AIM OF THE EXERCISE:
Take the data below and copy exactly the lines starting at the one with "use crate::dynamics::DynamicsError;" and finishing at the one with "use super::error_ctrl::ErrorCtrl;", both included.

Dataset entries
============================================================
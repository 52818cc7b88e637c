/*
    Nyx, blazing fast astrodynamics
    Copyright (C) 2018-onwards Christopher Rabotin <christopher.rabotin@gmail.com>

    This program is free software: you can redistribute it and/or modify
    it under the terms of the GNU Affero General Public License as published
    by the Free Software Foundation, either version 3 of the License, or
    (at your option) any later version.

    This program is distributed in the hope that it will be useful,
    but WITHOUT ANY WARRANTY; without even the implied warranty of
    MERCHANTABILITY or FITNESS FOR A PARTICULAR PURPOSE.  See the
    GNU Affero General Public License for more details.

    You should have received a copy of the GNU Affero General Public License
    along with this program.  If not, see <https://www.gnu.org/licenses/>.
*/

/*! # radec-od

Batch least squares orbit determination of Earth orbiting spacecraft from right ascension and declination
tracking, built on numerically integrated dynamics (spherical harmonics, Sun and Moon point masses,
solar radiation pressure) and a Gauss-Newton estimator with a QR solver.

The entry point is [`od::process_measurements`], which returns the estimated [`Spacecraft`] state and its
Cartesian covariance at the epoch of the last measurement.
*/

/// Provides the propagators / integrators used for the orbit determination.
pub mod propagators;

/// Provides the dynamics used for orbital mechanics, which can be combined.
pub mod dynamics;

/// Provides the orbit and spacecraft states, and the Earth, Sun and Moon models.
pub mod cosmic;

/// Utility functions shared by different modules.
pub mod utils;

/// All the input/output needs for this library: configuration files, gravity fields and tracking data.
pub mod io;

/// All of the orbit determination tools: measurements, simulation, batch estimation.
pub mod od;

#[macro_use]
extern crate log;
extern crate hifitime;
extern crate nalgebra as na;

/// Re-export of hifitime
pub mod time {
    pub use hifitime::*;
}

/// Re-export nalgebra
pub mod linalg {
    pub use na::base::*;
}

/// Re-export some useful things
pub use self::cosmic::{Orbit, Spacecraft, State};
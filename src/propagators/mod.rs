/*
    Nyx, blazing fast astrodynamics
    Copyright (C) 2018-onwards Christopher Rabotin <christopher.rabotin@gmail.com>

    This program is free software: you can redistribute it and/or modify
    it under the terms of the GNU Affero General Public License as published
    by the Free Software Foundation, either version 3 of the License, or
    (at your option) any later version.

    This program is distributed in the hope that it will be useful,
    but WITHOUT ANY WARRANTY; without even the implied warranty of
    MERCHANTABILITY or FITNESS FOR A PARTICULAR PURPOSE.  See the
    GNU Affero General Public License for more details.

    You should have received a copy of the GNU Affero General Public License
    along with this program.  If not, see <https://www.gnu.org/licenses/>.
*/

use snafu::prelude::*;
use std::fmt;

/// Provides different methods for controlling the error computation of the integrator.
pub mod error_ctrl;
pub use self::error_ctrl::*;

mod instance;
pub use instance::*;
mod propagator;
pub use propagator::*;
mod rk_methods;
pub use rk_methods::*;
mod options;
pub use options::*;

use crate::dynamics::DynamicsError;
use crate::time::{Duration, Epoch};

/// Details of the last accepted integration step of a propagator instance.
#[derive(Copy, Clone, Debug)]
pub struct IntegrationDetails {
    /// step size used
    pub step: Duration,
    /// error in the previous integration step
    pub error: f64,
    /// number of attempts needed by an adaptive step size to be within the tolerance
    pub attempts: u8,
}

impl fmt::Display for IntegrationDetails {
    fn fmt(&self, f: &mut fmt::Formatter) -> fmt::Result {
        write!(
            f,
            "IntegrationDetails {{step: {}, error: {:.3e}, attempts: {}}}",
            self.step, self.error, self.attempts
        )
    }
}

#[derive(Debug, PartialEq, Snafu)]
#[snafu(visibility(pub(crate)))]
pub enum PropagationError {
    #[snafu(display("encountered a dynamics error {source}"))]
    Dynamics { source: DynamicsError },
    #[snafu(display("integration diverged to a non finite state at {epoch}"))]
    NonFiniteState { epoch: Epoch },
}
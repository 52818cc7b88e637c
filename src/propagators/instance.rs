/*
    Nyx, blazing fast astrodynamics
    Copyright (C) 2018-onwards Christopher Rabotin <christopher.rabotin@gmail.com>

    This program is free software: you can redistribute it and/or modify
    it under the terms of the GNU Affero General Public License as published
    by the Free Software Foundation, either version 3 of the License, or
    (at your option) any later version.

    This program is distributed in the hope that it will be useful,
    but WITHOUT ANY WARRANTY; without even the implied warranty of
    MERCHANTABILITY or FITNESS FOR A PARTICULAR PURPOSE.  See the
    GNU Affero General Public License for more details.

    You should have received a copy of the GNU Affero General Public License
    along with this program.  If not, see <https://www.gnu.org/licenses/>.
*/
use super::error_ctrl::ErrorCtrl;
use super::{DynamicsSnafu, IntegrationDetails, PropagationError, Propagator};
use crate::dynamics::Dynamics;
use crate::linalg::allocator::Allocator;
use crate::linalg::{DefaultAllocator, OVector};
use crate::time::{Duration, Epoch, Unit};
use crate::State;
use snafu::ResultExt;
use std::time::Instant;

type StateVector<D> = OVector<f64, <<D as Dynamics>::StateType as State>::VecLength>;

/// Safety factor applied to the step proposed by the error estimate
const STEP_SAFETY: f64 = 0.9;

/// A propagator bound to a state: each call advances that state, forward or backward.
pub struct PropInstance<'a, D: Dynamics, E: ErrorCtrl>
where
    DefaultAllocator: Allocator<<D::StateType as State>::Size>
        + Allocator<<D::StateType as State>::Size, <D::StateType as State>::Size>
        + Allocator<<D::StateType as State>::VecLength>,
{
    pub state: D::StateType,
    pub prop: &'a Propagator<D, E>,
    /// Details of the last accepted step
    pub details: IntegrationDetails,
    /// Magnitude of the next step, adapted after each accepted step
    pub(crate) step_size: Duration,
    pub(crate) fixed_step: bool,
    /// Derivatives at each stage of the method
    pub(crate) k: Vec<StateVector<D>>,
}

impl<D: Dynamics, E: ErrorCtrl> PropInstance<'_, D, E>
where
    DefaultAllocator: Allocator<<D::StateType as State>::Size>
        + Allocator<<D::StateType as State>::Size, <D::StateType as State>::Size>
        + Allocator<<D::StateType as State>::VecLength>,
{
    /// Propagates the state for the provided duration, backward if the duration is negative.
    ///
    /// The last step is shortened to land exactly on the final epoch, without altering the adapted step size.
    pub fn for_duration(&mut self, duration: Duration) -> Result<D::StateType, PropagationError> {
        if duration == Duration::ZERO {
            return Ok(self.state);
        }
        let stop_time = self.state.epoch() + duration;
        let backward = duration.is_negative();
        let tick = Instant::now();

        self.state = self
            .prop
            .dynamics
            .finally(self.state)
            .context(DynamicsSnafu)?;

        loop {
            let remaining = stop_time - self.state.epoch();
            if remaining == Duration::ZERO {
                break;
            }
            let step = if backward {
                -self.step_size
            } else {
                self.step_size
            };

            if remaining.abs() <= self.step_size {
                self.final_step(remaining)?;
                break;
            }
            self.single_step(step)?;
        }

        if duration.abs() >= 2 * Unit::Minute {
            let tock: Duration = tick.elapsed().into();
            trace!("Propagated for {duration} until {stop_time} in {tock}");
        }
        Ok(self.state)
    }

    /// Propagates the state until the provided epoch, which may precede the current one.
    pub fn until_epoch(&mut self, end_time: Epoch) -> Result<D::StateType, PropagationError> {
        let duration: Duration = end_time - self.state.epoch();
        self.for_duration(duration)
    }

    /// Takes a step of exactly the provided duration
    fn final_step(&mut self, step: Duration) -> Result<(), PropagationError> {
        let (step_size, fixed_step) = (self.step_size, self.fixed_step);
        self.fixed_step = true;
        let result = self.single_step(step);
        self.step_size = step_size;
        self.fixed_step = fixed_step;
        result
    }

    /// Takes one accepted step, attempting `step` first
    fn single_step(&mut self, step: Duration) -> Result<(), PropagationError> {
        let (dt, state_vec) = self.derive(step)?;
        let next_epoch = self.state.epoch() + dt;
        if state_vec.iter().any(|x| !x.is_finite()) {
            return Err(PropagationError::NonFiniteState { epoch: next_epoch });
        }
        self.state.set(next_epoch, &state_vec);
        self.state = self
            .prop
            .dynamics
            .finally(self.state)
            .context(DynamicsSnafu)?;
        Ok(())
    }

    /// Evaluates all of the stages for a step of `step_s` seconds, returning the next state and its error estimate.
    fn stages(
        &mut self,
        state_vec: &StateVector<D>,
        step_s: f64,
    ) -> Result<(StateVector<D>, StateVector<D>), PropagationError> {
        let prop = self.prop;
        self.k[0] = prop
            .dynamics
            .eom(0.0, state_vec, &self.state)
            .context(DynamicsSnafu)?;

        let mut a_idx = 0;
        for i in 1..prop.stages {
            // c_i is the sum of the a_ij of this stage
            let mut c_i = 0.0;
            let mut w_i = StateVector::<D>::zeros();
            for k_j in &self.k[..i] {
                let a_ij = prop.a_coeffs[a_idx];
                c_i += a_ij;
                w_i += a_ij * k_j;
                a_idx += 1;
            }
            self.k[i] = prop
                .dynamics
                .eom(c_i * step_s, &(state_vec + step_s * w_i), &self.state)
                .context(DynamicsSnafu)?;
        }

        let mut next_state = state_vec.clone();
        let mut error_est = StateVector::<D>::zeros();
        for (i, k_i) in self.k.iter().enumerate() {
            let b_i = prop.b_coeffs[i];
            if !self.fixed_step {
                error_est += step_s * (b_i - prop.b_coeffs[i + prop.stages]) * k_i;
            }
            next_state += step_s * b_i * k_i;
        }
        Ok((next_state, error_est))
    }

    /// Integrates one step, shrinking it until the error is within the tolerance for adaptive options.
    ///
    /// Returns the step actually taken and the next state. A fixed step is returned as provided, so that the
    /// epoch of the next state is exact to the nanosecond.
    fn derive(&mut self, step: Duration) -> Result<(Duration, StateVector<D>), PropagationError> {
        let state_vec = self.state.to_vector();
        let mut step_s = step.to_seconds();
        let prop = self.prop;
        let opts = &prop.opts;
        let order = f64::from(prop.order);
        self.details.attempts = 1;

        loop {
            let (next_state, error_est) = self.stages(&state_vec, step_s)?;
            if self.fixed_step {
                self.details.step = step;
                return Ok((step, next_state));
            }

            let error = E::estimate(&error_est, &next_state, &state_vec);
            self.details.error = error;
            let at_min_step = step_s.abs() <= opts.min_step.to_seconds();
            let out_of_attempts = self.details.attempts >= opts.attempts;

            if error <= opts.tolerance || at_min_step || out_of_attempts {
                if out_of_attempts {
                    warn!(
                        "step accepted with an error of {error:e} after {} attempts",
                        self.details.attempts
                    );
                }
                self.details.step = step_s * Unit::Second;
                let mut next_step_s = step_s.abs();
                if error < opts.tolerance {
                    next_step_s = (STEP_SAFETY * next_step_s * (opts.tolerance / error).powf(1.0 / order))
                        .min(opts.max_step.to_seconds());
                }
                self.step_size = next_step_s * Unit::Second;
                return Ok((self.details.step, next_state));
            }

            self.details.attempts += 1;
            let proposed_s = STEP_SAFETY * step_s * (opts.tolerance / error).powf(1.0 / (order - 1.0));
            step_s = if proposed_s.abs() < opts.min_step.to_seconds() {
                opts.min_step.to_seconds() * step_s.signum()
            } else {
                proposed_s
            };
        }
    }
}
============================================================
RESPONSE AREA:
use crate::dynamics::DynamicsError;
use crate::time::{Duration, Epoch};

/// Details of the last accepted integration step of a propagator instance.
#[derive(Copy, Clone, Debug)]
pub struct IntegrationDetails {
    /// step size used
    pub step: Duration,
    /// error in the previous integration step
    pub error: f64,
    /// number of attempts needed by an adaptive step size to be within the tolerance
    pub attempts: u8,
}

impl fmt::Display for IntegrationDetails {
    fn fmt(&self, f: &mut fmt::Formatter) -> fmt::Result {
        write!(
            f,
            "IntegrationDetails {{step: {}, error: {:.3e}, attempts: {}}}",
            self.step, self.error, self.attempts
        )
    }
}

#[derive(Debug, PartialEq, Snafu)]
#[snafu(visibility(pub(crate)))]
pub enum PropagationError {
    #[snafu(display("encountered a dynamics error {source}"))]
    Dynamics { source: DynamicsError },
    #[snafu(display("integration diverged to a non finite state at {epoch}"))]
    NonFiniteState { epoch: Epoch },
}
repository 52818cc7b88e637c
filename src/propagators/instance.rs
/*
    Nyx, blazing fast astrodynamics
    Copyright (C) 2018-onwards Christopher Rabotin <christopher.rabotin@gmail.com>

    This program is free software: you can redistribute it and/or modify
    it under the terms of the GNU Affero General Public License as published
    by the Free Software Foundation, either version 3 of the License, or
    (at your option) any later version.

    This program is distributed in the hope that it will be useful,
    but WITHOUT ANY WARRANTY; without even the implied warranty of
    MERCHANTABILITY or FITNESS FOR A PARTICULAR PURPOSE.  See the
    GNU Affero General Public License for more details.

    You should have received a copy of the GNU Affero General Public License
    along with this program.  If not, see <https://www.gnu.org/licenses/>.
*/
use super::error_ctrl::ErrorCtrl;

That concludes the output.